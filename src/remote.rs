//! HTTP client for the hosted task service.
//!
//! The service speaks a small JSON REST contract:
//!
//! | call                     | body          | reply                         |
//! |--------------------------|---------------|-------------------------------|
//! | `GET /api/todos`         |               | `{success, todos: [...]}`     |
//! | `POST /api/todos`        | draft         | `{success, todo: {...}}`      |
//! | `PUT /api/todos/:id`     | full record   | `{success, message}`          |
//! | `DELETE /api/todos/:id`  |               | `{success, message}`          |
//!
//! Requests are authenticated with the session cookie from the config. The
//! server scopes every call to the session's user.

use std::time::Duration;

use reqwest::blocking::{Client, RequestBuilder, Response};
use reqwest::header::{HeaderMap, HeaderValue, COOKIE};
use reqwest::StatusCode;
use serde::de::DeserializeOwned;
use serde::{Deserialize, Serialize};

use crate::config::RemoteConfig;
use crate::error::{Error, Result};
use crate::models::{TaskDraft, TaskId, TaskPatch, TaskRecord};
use crate::storage::TaskStore;

const SESSION_COOKIE_NAME: &str = "connect.sid";

/// Reply envelope shared by every endpoint.
#[derive(Debug, Deserialize)]
struct Envelope {
    #[serde(default)]
    success: bool,
    #[serde(default)]
    message: Option<String>,
    #[serde(default)]
    todos: Option<Vec<TaskRecord>>,
    #[serde(default)]
    todo: Option<TaskRecord>,
}

/// Body of `PUT /api/todos/:id`: the whole record minus its id.
#[derive(Debug, Serialize)]
#[serde(rename_all = "camelCase")]
struct UpdateBody<'a> {
    #[serde(flatten)]
    draft: &'a TaskDraft,
    completed: bool,
}

pub struct RemoteStore {
    client: Client,
    base_url: String,
}

impl RemoteStore {
    pub fn new(config: &RemoteConfig) -> Result<Self> {
        let base_url = config
            .base_url
            .as_deref()
            .map(|u| u.trim().trim_end_matches('/').to_string())
            .filter(|u| !u.is_empty())
            .ok_or_else(|| Error::InvalidConfig("remote.base_url is required".into()))?;

        let mut headers = HeaderMap::new();
        if let Some(session) = config.session_cookie.as_deref().filter(|s| !s.is_empty()) {
            let cookie = format!("{SESSION_COOKIE_NAME}={session}");
            let value = HeaderValue::from_str(&cookie)
                .map_err(|_| Error::InvalidConfig("remote.session_cookie is not a valid header value".into()))?;
            headers.insert(COOKIE, value);
        }

        let client = Client::builder()
            .timeout(Duration::from_secs(config.timeout_secs))
            .default_headers(headers)
            .build()
            .map_err(|e| Error::CollaboratorUnavailable(e.to_string()))?;
        Ok(Self { client, base_url })
    }

    fn url(&self, path: &str) -> String {
        format!("{}{}", self.base_url, path)
    }

    fn send(&self, request: RequestBuilder, id: Option<TaskId>) -> Result<Envelope> {
        let response = request
            .send()
            .map_err(|e| Error::CollaboratorUnavailable(e.to_string()))?;
        read_envelope(response, id)
    }

    fn find(&self, id: TaskId) -> Result<TaskRecord> {
        self.list()?
            .into_iter()
            .find(|t| t.id == id)
            .ok_or(Error::NotFound(id))
    }
}

impl TaskStore for RemoteStore {
    fn list(&self) -> Result<Vec<TaskRecord>> {
        let envelope = self.send(self.client.get(self.url("/api/todos")), None)?;
        let todos = envelope.todos.unwrap_or_default();
        tracing::debug!(count = todos.len(), "fetched remote tasks");
        Ok(todos)
    }

    fn create(&mut self, draft: &TaskDraft) -> Result<TaskRecord> {
        draft.validate()?;
        let envelope = self.send(self.client.post(self.url("/api/todos")).json(draft), None)?;
        let record = envelope
            .todo
            .ok_or_else(|| Error::CollaboratorUnavailable("create reply carried no task".into()))?;
        tracing::info!(id = record.id, "created remote task");
        Ok(record)
    }

    fn update(&mut self, id: TaskId, patch: &TaskPatch) -> Result<TaskRecord> {
        patch.validate()?;
        // The endpoint replaces the whole row, so merge onto the current copy.
        let mut record = self.find(id)?;
        record.apply(patch);
        let draft = TaskDraft {
            text: record.text.clone(),
            category: record.category,
            priority: record.priority,
            repetition: record.repetition,
            emoji: record.emoji.clone(),
            due_date: record.due_date,
            due_time: record.due_time,
        };
        let body = UpdateBody {
            draft: &draft,
            completed: record.completed,
        };
        self.send(
            self.client.put(self.url(&format!("/api/todos/{id}"))).json(&body),
            Some(id),
        )?;
        Ok(record)
    }

    fn delete(&mut self, id: TaskId) -> Result<()> {
        self.send(self.client.delete(self.url(&format!("/api/todos/{id}"))), Some(id))?;
        Ok(())
    }
}

fn read_envelope(response: Response, id: Option<TaskId>) -> Result<Envelope> {
    let status = response.status();
    let body = response
        .text()
        .map_err(|e| Error::CollaboratorUnavailable(e.to_string()))?;
    let envelope: Option<Envelope> = parse_json(&body);
    let message = envelope
        .as_ref()
        .and_then(|e| e.message.clone())
        .unwrap_or_else(|| status.to_string());

    match status {
        StatusCode::UNAUTHORIZED | StatusCode::FORBIDDEN => return Err(Error::NotAuthenticated),
        StatusCode::NOT_FOUND => {
            return Err(match id {
                Some(id) => Error::NotFound(id),
                None => Error::CollaboratorUnavailable(message),
            })
        }
        StatusCode::CONFLICT => return Err(Error::DuplicateIdentifier(message)),
        s if !s.is_success() => {
            tracing::error!(status = %s, message = %message, "task service returned an error");
            return Err(Error::CollaboratorUnavailable(message));
        }
        _ => {}
    }

    match envelope {
        Some(envelope) if envelope.success => Ok(envelope),
        Some(_) => Err(Error::CollaboratorUnavailable(message)),
        None => Err(Error::CollaboratorUnavailable(format!(
            "unexpected reply from task service: {}",
            truncate(&body, 200)
        ))),
    }
}

fn parse_json<T: DeserializeOwned>(body: &str) -> Option<T> {
    match serde_json::from_str(body) {
        Ok(value) => Some(value),
        Err(err) => {
            tracing::warn!(error = %err, "could not decode task service reply");
            None
        }
    }
}

fn truncate(s: &str, max: usize) -> &str {
    match s.char_indices().nth(max) {
        Some((idx, _)) => &s[..idx],
        None => s,
    }
}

## AIM OF THE EXERCISE
All lines from the one that contains "s if !s.is_success()" to the end of the records above are to be copied exactly; leave out the rest.

## WRITTEN RESPONSE
        s if !s.is_success() => {
            tracing::error!(status = %s, message = %message, "task service returned an error");
            return Err(Error::CollaboratorUnavailable(message));
        }
        _ => {}
    }

    match envelope {
        Some(envelope) if envelope.success => Ok(envelope),
        Some(_) => Err(Error::CollaboratorUnavailable(message)),
        None => Err(Error::CollaboratorUnavailable(format!(
            "unexpected reply from task service: {}",
            truncate(&body, 200)
        ))),
    }
}

fn parse_json<T: DeserializeOwned>(body: &str) -> Option<T> {
    match serde_json::from_str(body) {
        Ok(value) => Some(value),
        Err(err) => {
            tracing::warn!(error = %err, "could not decode task service reply");
            None
        }
    }
}

fn truncate(s: &str, max: usize) -> &str {
    match s.char_indices().nth(max) {
        Some((idx, _)) => &s[..idx],
        None => s,
    }
}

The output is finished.